*** Opening DATASET CONTENT ***

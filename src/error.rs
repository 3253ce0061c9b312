//! Error types.

use thiserror::Error;

/// Failure of a single inventory query.
#[derive(Debug, Error)]
pub enum InventoryError {
    #[error("failed to execute '{command}': {source}")]
    Spawn {
        command: String,
        #[source]
        source: std::io::Error,
    },

    #[error("'{command}' exited with {status}: {stderr}")]
    CommandFailed {
        command: String,
        status: String,
        stderr: String,
    },

    #[error("response too large: {0} bytes")]
    OutputTooLarge(usize),

    #[error("invalid UTF-8 in response: {0}")]
    Utf8(#[from] std::string::FromUtf8Error),

    #[error("error parsing response at path={path}: {source}")]
    Parse {
        path: String,
        #[source]
        source: serde_json::Error,
    },

    #[error("empty inventory command")]
    EmptyCommand,

    #[error("cancelled")]
    Cancelled,

    /// Anything a non-CLI fetcher wants to report.
    #[error("{0}")]
    Other(String),
}

/// Failure of [`crate::SubnetResolver::get`].
#[derive(Debug, Error)]
pub enum ResolveError {
    #[error("discovering subnets for cluster '{cluster}': {source}")]
    Discovery {
        cluster: String,
        #[source]
        source: InventoryError,
    },
}

impl ResolveError {
    /// Cluster the failed resolution was for.
    pub fn cluster(&self) -> &str {
        match self {
            ResolveError::Discovery { cluster, .. } => cluster,
        }
    }

    pub fn is_cancelled(&self) -> bool {
        matches!(
            self,
            ResolveError::Discovery {
                source: InventoryError::Cancelled,
                ..
            }
        )
    }
}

*** Closing DATASET CONTENT ***

TASK GOAL: The string "response" appears on some lines of the data; count those lines and report only how many there are.

RESULT BELOW: 3